S.B. Majmudar, B.N. Kirpal Ahmadi, Cji. :

ACT:

HEAD NOTE:

Special leave granted.

The question which arises for determination in these two appeals is whether the period of three months prescribed for making an application for re determination of the amount of compensation under Section 28-A of the Land Acquisition Act, 1894 (hereinafter called 'the Act') begins to run against the applicant from the date of the Award under Section 18 of the Act or even from the date of the decision of the appeal, if any, preferred against the Award. In order to appreciate the point raised, we may at once read Section 28-A insofar as it is relevant :

"28-A. Re-determination of the amount of compensation on the basis of the award of the Court. - (1) Where in an award under this Part, Court allows to the applicant any amount of compensation in excess of the amount awarded by the Collector under Section 11, the persons interested in all the other land covered by the same notification under Section 4, sub-section (1) and who are also aggrieved by the award of the Collector may, notwithstanding that they had not made an application to the Collector under Section 18, by written application to the Collector within three months from the date of the award of the Court.
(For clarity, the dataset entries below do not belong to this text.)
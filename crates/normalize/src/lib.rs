// ABOUTME: Core normalization library for playfeed.
// ABOUTME: Maps schema-varying catalog and detail JSON into stable Summary and Details records.

pub mod candidates;
pub mod details;
pub mod duration_parse;
pub mod error;
pub mod extract;
pub mod image_utils;
pub mod models;
pub mod path_utils;

pub use details::normalize_details;
pub use duration_parse::{duration_seconds, format_duration, parse_duration_seconds};
pub use error::ExtractError;
pub use extract::{
    content_object, discover_items, extract_summaries, summary_from_item, CatalogExtraction,
};
pub use image_utils::{ensure_poster, resolve_image};
pub use models::{Details, Fallback, Summary, UNKNOWN_TITLE};
pub use path_utils::normalize_path;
require that the amount of compensation payable to them may be re-determined on the basis of the amount of compensation awarded by the court:

Provided that in computing the period of three months within which an application to the collector shall be made under this sub section, the day on which the award was pronounded and the time requisite for obtaining a copy of the award shall be excluded." The factual matrix in which the question has to be answered may now be briefly noticed. By a notification issued under Section 4 of the Act, dated 3rd October, 1969, and gazetted on the same day, a certain parcel of land at Cavelossim village, Salcete Taluka in the State of Goa was proposed to be acquired for a public purpose, namely, for construction of an air-to-ground range for the Indian Navy.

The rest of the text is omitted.